The above evidences in turn support the clarification of specificities of the role of images in the context of architecture in China, and this research further proposes to open up the question of potential adjacencies across cultural contexts by exposing discussions on the role of images in different historical periods and geographical locations. Phenomena in contemporary China is not studied in isolation as a unique instance of architectural development, but breaks away from the limits of given cultural boundaries and to acknowledge possibilities of parallels, similarities or overlaps across different historical and social conditions. Key criteria are based on conditions in which the production and perception of images take on a primary role as a vehicle sustaining the generation, transformation and transmittance of ideas and knowledge.
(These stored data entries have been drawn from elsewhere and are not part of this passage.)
impl<'a, const N: usize> MarchState<'a, N> {
    fn new(grid: &'a CartesianGrid<N>, speed: &'a Speed, config: &FastMarching<N>) -> Self {
        let num_nodes = grid.num_nodes();
        let targets = config
            .target_points
            .iter()
            .filter_map(|&idx| in_bounds_flat(grid, idx, "target"))
            .collect::<Vec<_>>();

        MarchState {
            grid,
            speed,
            normalization_factor: config.normalization_factor,
            times: vec![f64::INFINITY; num_nodes],
            labels: LabelField::new(num_nodes),
            gradient: config
                .generate_gradient
                .then(|| vec![[0.0; N]; num_nodes]),
            band: NarrowBand::new(num_nodes),
            targets: TargetStop::new(config.target_mode, config.target_offset, targets),
            processed: config.collect_points.then(Vec::new),
            frozen: 0,
        }
    }

    #[inline]
    fn speed(&self, flat: usize) -> f64 {
        self.speed.at(flat) / self.normalization_factor
    }

    /// Label Outside nodes and place the caller's seeds.
    fn seed(&mut self, config: &FastMarching<N>) {
        let grid = self.grid;

        for flat in 0..grid.num_nodes() {
            let speed = self.speed(flat);
            if speed.is_nan() || speed <= 0.0 {
                self.labels.set(flat, Label::Outside);
            }
        }
        for &idx in &config.outside_points {
            if let Some(flat) = in_bounds_flat(grid, idx, "outside") {
                self.labels.set(flat, Label::Outside);
            }
        }

        let mut alive = Vec::with_capacity(config.alive_points.len());
        for node in &config.alive_points {
            if !finite_seed(node, "alive") {
                continue;
            }
            if let Some(flat) = in_bounds_flat(grid, node.index, "alive") {
                self.labels.set(flat, Label::Alive);
                self.times[flat] = node.value;
                alive.push(flat);
            }
        }

        for node in &config.trial_points {
            if !finite_seed(node, "trial") {
                continue;
            }
            let Some(flat) = in_bounds_flat(grid, node.index, "trial") else {
                continue;
            };
            if self.labels.get(flat) == Label::Alive {
                continue;
            }
            self.band.push_or_decrease(flat, node.value);
            // Duplicates keep the smaller queued value.
            self.times[flat] = self.band.value_of(flat).unwrap_or(node.value);
            self.labels.set(flat, Label::InitialTrial);
        }

        for flat in alive {
            if let Some(gradient) = self.gradient.as_mut() {
                gradient[flat] = upwind_gradient(grid, &self.times, &self.labels, flat);
            }
            self.targets.on_alive(flat, self.times[flat]);
        }
    }

    fn march(&mut self, config: &FastMarching<N>) -> StopReason {
        let start = Instant::now();
        let mut last_report = Duration::ZERO;
        let mut current_value = f64::NEG_INFINITY;

        let reason = loop {
            let Some((_, next)) = self.band.peek() else {
                break StopReason::QueueExhausted;
            };
            if next > self.targets.limit(config.stopping_value) {
                break if self.targets.is_latched() {
                    StopReason::TargetsReached
                } else {
                    StopReason::StoppingValue
                };
            }
            let Some((flat, value)) = self.band.pop() else {
                break StopReason::QueueExhausted;
            };

            self.freeze(flat, value);
            self.update_neighbors(flat);
            current_value = value;

            if let Some(cb) = &config.progress_callback {
                if self.frozen % PROGRESS_CHECK_STRIDE == 0 {
                    let elapsed = start.elapsed();
                    if elapsed >= last_report + config.progress_interval {
                        last_report = elapsed;
                        cb(self.progress(current_value, elapsed));
                    }
                }
            }
        };

        if let Some(cb) = &config.progress_callback {
            cb(self.progress(current_value, start.elapsed()));
        }
        reason
    }

    fn progress(&self, current_value: f64, elapsed: Duration) -> ProgressInfo {
        ProgressInfo {
            nodes_alive: self.frozen,
            narrow_band_size: self.band.len(),
            current_value,
            elapsed,
        }
    }

    /// Finalize `flat`. The gradient must be taken here, before any
    /// neighbor is updated.
    fn freeze(&mut self, flat: usize, value: f64) {
        self.times[flat] = value;
        self.labels.set(flat, Label::Alive);
        self.frozen += 1;

        if let Some(processed) = self.processed.as_mut() {
            processed.push((flat, value));
        }
        if let Some(gradient) = self.gradient.as_mut() {
            gradient[flat] = upwind_gradient(self.grid, &self.times, &self.labels, flat);
        }
        self.targets.on_alive(flat, value);
    }

    fn update_neighbors(&mut self, flat: usize) {
        let grid = self.grid;
        for (_, n) in grid.neighbors(flat) {
            if !matches!(self.labels.get(n), Label::Far | Label::Trial) {
                continue;
            }
            let speed = self.speed(n);
            let Some(candidate) = update_node(grid, &self.times, &self.labels, n, speed) else {
                continue;
            };
            if self.band.push_or_decrease(n, candidate) {
                self.times[n] = candidate;
                self.labels.set(n, Label::Trial);
            }
        }
    }

    fn finish(self, stop_reason: StopReason) -> MarchingOutput<N> {
        let grid = self.grid;
        let to_node = |&(flat, value): &(usize, f64)| Node::new(grid.flat_to_nd(flat), value);

        MarchingOutput {
            grid: grid.clone(),
            reached_targets: self.targets.reached().iter().map(to_node).collect(),
            target_value: self.targets.target_value(),
            processed_points: self
                .processed
                .as_ref()
                .map(|p| p.iter().map(to_node).collect()),
            arrival_times: self.times,
            labels: self.labels,
            gradient: self.gradient,
            nodes_frozen: self.frozen,
            stop_reason,
        }
    }
}

fn in_bounds_flat<const N: usize>(
    grid: &CartesianGrid<N>,
    idx: [usize; N],
    role: &str,
) -> Option<usize> {
    if grid.is_in_bounds(idx) {
        Some(grid.nd_to_flat(idx))
    } else {
        debug!(index = ?idx, role, "ignoring out-of-bounds node");
        None
    }
}

fn finite_seed<const N: usize>(node: &Node<N>, role: &str) -> bool {
    if node.value.is_finite() {
        true
    } else {
        debug!(index = ?node.index, value = node.value, role, "ignoring non-finite seed");
        false
    }
}

/// Result of a fast marching run.
///
/// Owns the arrival-time, label, and gradient fields produced by the run.
#[derive(Debug, Clone)]
pub struct MarchingOutput<const N: usize> {
    grid: CartesianGrid<N>,
    arrival_times: Vec<f64>,
    labels: LabelField,
    gradient: Option<Vec<[f64; N]>>,
    reached_targets: Vec<Node<N>>,
    target_value: Option<f64>,
    processed_points: Option<Vec<Node<N>>>,
    nodes_frozen: usize,
    stop_reason: StopReason,
}

impl<const N: usize> MarchingOutput<N> {
    /// Geometry of the computed fields.
    pub fn grid(&self) -> &CartesianGrid<N> {
        &self.grid
    }

    /// Arrival times in row-major order. Far and Outside nodes hold
    /// `f64::INFINITY`; Trial nodes hold their last tentative value.
    pub fn arrival_times(&self) -> &[f64] {
        &self.arrival_times
    }

    fn flat_index(&self, idx: [usize; N]) -> usize {
        assert!(
            self.grid.is_in_bounds(idx),
            "index {:?} out of bounds for shape {:?}",
            idx,
            self.grid.shape()
        );
        self.grid.nd_to_flat(idx)
    }

    /// Arrival time at an N-dimensional index.
    ///
    /// # Panics
    ///
    /// Panics if any component of `idx` is not less than the grid shape.
    pub fn arrival_time(&self, idx: [usize; N]) -> f64 {
        self.arrival_times[self.flat_index(idx)]
    }

    /// Final label of every node.
    pub fn labels(&self) -> &LabelField {
        &self.labels
    }

    /// Final label at an N-dimensional index.
    ///
    /// # Panics
    ///
    /// Panics if `idx` is out of bounds.
    pub fn label(&self, idx: [usize; N]) -> Label {
        self.labels.get(self.flat_index(idx))
    }

    /// Upwind gradient field, if gradient generation was enabled.
    pub fn gradient(&self) -> Option<&[[f64; N]]> {
        self.gradient.as_deref()
    }

    /// Upwind gradient at an N-dimensional index.
    ///
    /// # Panics
    ///
    /// Panics if `idx` is out of bounds, even when no gradient was generated.
    pub fn gradient_at(&self, idx: [usize; N]) -> Option<[f64; N]> {
        let flat = self.flat_index(idx);
        self.gradient.as_ref().map(|g| g[flat])
    }

    /// Targets that became Alive, with their arrival times, in reach order.
    pub fn reached_targets(&self) -> &[Node<N>] {
        &self.reached_targets
    }

    /// Arrival time at which the target condition fired.
    ///
    /// For [`TargetReachedMode::NoTargets`] this is the largest arrival time
    /// produced. `None` if the condition never fired.
    pub fn target_value(&self) -> Option<f64> {
        self.target_value
    }

    /// Nodes frozen by the marching loop in freeze order, if collection
    /// was enabled. Alive seeds are not included.
    pub fn processed_points(&self) -> Option<&[Node<N>]> {
        self.processed_points.as_deref()
    }

    /// Number of nodes frozen by the marching loop.
    pub fn nodes_frozen(&self) -> usize {
        self.nodes_frozen
    }

    /// Why marching ended.
    pub fn stop_reason(&self) -> StopReason {
        self.stop_reason
    }

    /// Consume the output and return the arrival-time field.
    pub fn into_arrival_times(self) -> Vec<f64> {
        self.arrival_times
    }

    /// Save the arrival times to a file. Format is inferred from the extension.
    pub fn save<P: AsRef<Path>>(&self, path: P) -> Result<()> {
        crate::io::save_arrival_times(self, path.as_ref())
    }

    /// Save the gradient field to a `.npy` file with a trailing axis of
    /// length `N`.
    ///
    /// # Errors
    /// Returns an error if gradient generation was not enabled.
    pub fn save_gradient<P: AsRef<Path>>(&self, path: P) -> Result<()> {
        crate::io::save_gradient(self, path.as_ref())
    }
}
Potential topics have been identified as follow: the projective nature of the concept from the subjective to the universal traces back to a long tradition of landscape painting in Chinese history, the dominance of an establish pattern of exemplar imageries relate back to early European travellers' accounts and illustrations from Asia in the thirteenth century, the iconic presence of an image further involves discussions on iconography and paintings from the Byzantine period, and so on. The task of weaving together explorations on the image, the imaged and the imaginative gives grounds to the formulation of critical strategies and theoretical framework to address issues pertinent to the understanding and the outlook of rapidly changing situations in Chinese in relation to the rest of the world.
 
Theoretical framework
The question of the emergence of a pattern of images is explored by using notions within the structuralist debate, as exemplified by writings by Foucault and Barthes, on issues of representation, the sign, the language of images and the discursive formation of knowledge. The analysis of the construction of the effect, the intention and the presence, makes reference to Kant's theory on aesthetics and universal subjectivity, and Deleuze's concept of the diagrammatic on the pictorial plane. Issues of the conceptual, the event-programme and the movement-image are discussed in conjunction with the architectural agenda of the deconstructivist output, with figures such as Koolhaas and Tschumi. Critical studies on recent Chinese theories of aesthetics and the idea-realm conception of the image starts from writings by art historians and theorists from the latter half of the twentieth century such as Zong Bai-hua and Li Ze-hou, which further points to sources of theories on landscape painting from Five Dynasties period: Jing Hao and Dong Yuan between the ninth and tenth century. On the issue of 'Chineseness' as a visual form of identity, design statements and publications from contemporary Chinese architects are explored in conjunction with emergent interests in phenomenology, classical idea of mimesis, and the post-modern experience of movement-image.